WHAT THIS TASK INVOLVES> Could you restate word for word every line of the records below, from the first one to the one holding "The implicit instance"?

(Stored data)
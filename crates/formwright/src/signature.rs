//! Callable descriptions and signature introspection.
//!
//! A [`Callable`] pairs a function body with the declaration of its
//! parameters. Declarations come either from the builder API or from a
//! signature string in the familiar `def name(a: int, *, b: str = "x") -> T`
//! form. [`SignatureParser`] turns a callable into a [`FunctionInfo`]: one
//! [`ParameterInfo`] per bindable parameter, in declaration order.
//!
//! # Example
//!
//! ```
//! use formwright::signature::{Callable, SignatureParser};
//! use formwright::Value;
//!
//! let add = Callable::parse("def add(a: int, b: int = 5) -> int")
//!     .unwrap()
//!     .docstring("Add two numbers.")
//!     .body(|_ctx, args| Ok(Value::Int(args.get_i64("a")? + args.get_i64("b")?)))
//!     .build();
//!
//! let info = SignatureParser::new().parse(&add).unwrap();
//! assert_eq!(info.parameters.len(), 2);
//! assert_eq!(info.parameters[1].default_value, Some(Value::Int(5)));
//! assert_eq!(info.description, "Add two numbers.");
//! ```

use std::collections::HashSet;
use std::fmt;
use std::sync::Arc;

use crate::docstring::Docstring;
use crate::error::{Error, FunctionError, Result};
use crate::execution::CallContext;
use crate::types::{TypeDescriptor, split_top_level};
use crate::value::{Arguments, Value};

const TARGET: &str = "formwright::signature";

/// The body of a callable.
pub type FunctionBody =
    Arc<dyn Fn(&CallContext, &Arguments) -> std::result::Result<Value, FunctionError> + Send + Sync>;

/// How a parameter may be supplied.
#[derive(Debug, Clone, Copy, PartialEq, Eq, Hash)]
pub enum ParameterKind {
    /// The implicit instance or class receiver (`self` / `cls`).
    Receiver,
    PositionalOnly,
    PositionalOrKeyword,
    KeywordOnly,
    /// `*args`
    VarPositional,
    /// `**kwargs`
    VarKeyword,
}

impl ParameterKind {
    pub fn is_variadic(self) -> bool {
        matches!(self, Self::VarPositional | Self::VarKeyword)
    }
}
#[cfg(test)]
mod tests {
    use super::*;

    #[test]
    fn test_literal_scalars() {
        assert_eq!(Value::from_literal("None"), Some(Value::None));
        assert_eq!(Value::from_literal("True"), Some(Value::Bool(true)));
        assert_eq!(Value::from_literal("False"), Some(Value::Bool(false)));
        assert_eq!(Value::from_literal("42"), Some(Value::Int(42)));
        assert_eq!(Value::from_literal("-7"), Some(Value::Int(-7)));
        assert_eq!(Value::from_literal("1_000"), Some(Value::Int(1000)));
        assert_eq!(Value::from_literal("0x1F"), Some(Value::Int(31)));
        assert_eq!(Value::from_literal("2.5"), Some(Value::Float(2.5)));
        assert_eq!(Value::from_literal("1e3"), Some(Value::Float(1000.0)));
        assert_eq!(Value::from_literal("'hi'"), Some(Value::from("hi")));
        assert_eq!(Value::from_literal(r#""a\nb""#), Some(Value::from("a\nb")));
    }

    #[test]
    fn test_literal_containers() {
        assert_eq!(
            Value::from_literal("[1, 2, 3]"),
            Some(Value::from(vec![1i64, 2, 3]))
        );
        assert_eq!(
            Value::from_literal("('a', 1,)"),
            Some(Value::List(vec![Value::from("a"), Value::Int(1)]))
        );
        let mut expected = Table::new();
        expected.insert("k".to_string(), Value::Int(1));
        expected.insert("2".to_string(), Value::Bool(true));
        assert_eq!(
            Value::from_literal("{'k': 1, 2: True}"),
            Some(Value::Table(expected))
        );
        assert_eq!(Value::from_literal("[]"), Some(Value::List(Vec::new())));
    }

    #[test]
    fn test_non_literals() {
        assert_eq!(Value::from_literal("os.getcwd()"), None);
        assert_eq!(Value::from_literal("[1, foo]"), None);
        assert_eq!(Value::from_literal("1 + 2"), None);
        assert_eq!(Value::from_literal("'unterminated"), None);
    }

    #[test]
    fn test_display_and_repr() {
        assert_eq!(Value::from("text").to_string(), "text");
        assert_eq!(Value::from("text").repr(), "\"text\"");
        assert_eq!(Value::Float(3.0).to_string(), "3.0");
        assert_eq!(Value::from(vec!["a", "b"]).to_string(), "[\"a\", \"b\"]");
        assert_eq!(Value::None.to_string(), "None");
    }

    #[test]
    fn test_toml_conversion() {
        let parsed: toml::Table = toml::from_str("a = 1\nb = [true]\n[c]\nd = 'x'").unwrap();
        let table = table_from_toml(parsed);
        assert_eq!(table["a"], Value::Int(1));
        assert_eq!(table["b"], Value::List(vec![Value::Bool(true)]));
        assert_eq!(table["c"].as_table().unwrap()["d"], Value::from("x"));

        let back = Value::Table(table).into_toml().unwrap();
        assert!(back.is_table());
        assert!(Value::None.into_toml().is_err());
    }

    #[test]
    fn test_arguments_accessors() {
        let args: Arguments = [("n", Value::Int(3)), ("name", Value::from("x"))]
            .into_iter()
            .collect();
        assert_eq!(args.get_i64("n").unwrap(), 3);
        assert_eq!(args.get_f64("n").unwrap(), 3.0);
        assert_eq!(args.get_str("name").unwrap(), "x");
        assert_eq!(args.get_bool("n").unwrap_err().kind, "TypeError");
        assert_eq!(args.get_i64("missing").unwrap_err().kind, "KeyError");
    }

    #[test]
    fn test_opaque_identity() {
        let a = Value::opaque(vec![1u8, 2, 3]);
        let b = a.clone();
        let c = Value::opaque(vec![1u8, 2, 3]);
        assert_eq!(a, b);
        assert_ne!(a, c);
        if let Value::Opaque(o) = &a {
            assert_eq!(o.downcast_ref::<Vec<u8>>(), Some(&vec![1u8, 2, 3]));
        }
    }
}
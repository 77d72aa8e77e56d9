//! Progress updates reported by running functions.
//!
//! A function reports progress as `(current, total, message)`. A negative
//! `total` marks the bar as indeterminate (a busy indicator with no known
//! end).
//!
//! ```
//! use formwright_core::progress::ProgressUpdate;
//!
//! let update = ProgressUpdate::new(25, 100).with_message("Resizing images");
//! assert_eq!(update.fraction(), Some(0.25));
//!
//! let busy = ProgressUpdate::indeterminate("Waiting for server");
//! assert!(busy.is_indeterminate());
//! assert_eq!(busy.fraction(), None);
//! ```

use std::fmt;

/// A single progress report.
#[derive(Debug, Clone, PartialEq, Eq)]
pub struct ProgressUpdate {
    /// Units of work completed.
    pub current: i64,
    /// Total units of work; negative when indeterminate.
    pub total: i64,
    /// Optional status message describing the current step.
    pub message: Option<String>,
}

impl ProgressUpdate {
    /// Create an update without a message.
    pub fn new(current: i64, total: i64) -> Self {
        Self {
            current,
            total,
            message: None,
        }
    }

    /// Create an indeterminate update with a message.
    pub fn indeterminate(message: impl Into<String>) -> Self {
        Self {
            current: 0,
            total: -1,
            message: Some(message.into()),
        }
    }

    /// Attach a status message.
    pub fn with_message(mut self, message: impl Into<String>) -> Self {
        self.message = Some(message.into());
        self
    }

    /// Whether the total amount of work is unknown.
    pub fn is_indeterminate(&self) -> bool {
        self.total < 0
    }

    /// Completed fraction clamped to `0.0..=1.0`.
    ///
    /// `None` for indeterminate updates. A zero total counts as complete.
    pub fn fraction(&self) -> Option<f64> {
        if self.is_indeterminate() {
            return None;
        }
        if self.total == 0 {
            return Some(1.0);
        }
        Some((self.current as f64 / self.total as f64).clamp(0.0, 1.0))
    }
}

impl fmt::Display for ProgressUpdate {
    fn fmt(&self, f: &mut fmt::Formatter<'_>) -> fmt::Result {
        if self.is_indeterminate() {
            write!(f, "{}", self.current)?;
        } else {
            write!(f, "{}/{}", self.current, self.total)?;
        }
        if let Some(message) = &self.message {
            write!(f, " {message}")?;
        }
        Ok(())
    }
}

RESPONSE TO THE TASK>
filename crates/formwright/src/signature.rs
//! Callable descriptions and signature introspection.
//!
//! A [`Callable`] pairs a function body with the declaration of its
//! parameters. Declarations come either from the builder API or from a
//! signature string in the familiar `def name(a: int, *, b: str = "x") -> T`
//! form. [`SignatureParser`] turns a callable into a [`FunctionInfo`]: one
//! [`ParameterInfo`] per bindable parameter, in declaration order.
//!
//! # Example
//!
//! ```
//! use formwright::signature::{Callable, SignatureParser};
//! use formwright::Value;
//!
//! let add = Callable::parse("def add(a: int, b: int = 5) -> int")
//!     .unwrap()
//!     .docstring("Add two numbers.")
//!     .body(|_ctx, args| Ok(Value::Int(args.get_i64("a")? + args.get_i64("b")?)))
//!     .build();
//!
//! let info = SignatureParser::new().parse(&add).unwrap();
//! assert_eq!(info.parameters.len(), 2);
//! assert_eq!(info.parameters[1].default_value, Some(Value::Int(5)));
//! assert_eq!(info.description, "Add two numbers.");
//! ```

use std::collections::HashSet;
use std::fmt;
use std::sync::Arc;

use crate::docstring::Docstring;
use crate::error::{Error, FunctionError, Result};
use crate::execution::CallContext;
use crate::types::{TypeDescriptor, split_top_level};
use crate::value::{Arguments, Value};

const TARGET: &str = "formwright::signature";

/// The body of a callable.
pub type FunctionBody =
    Arc<dyn Fn(&CallContext, &Arguments) -> std::result::Result<Value, FunctionError> + Send + Sync>;

/// How a parameter may be supplied.
#[derive(Debug, Clone, Copy, PartialEq, Eq, Hash)]
pub enum ParameterKind {
    /// The implicit instance or class receiver (`self` / `cls`).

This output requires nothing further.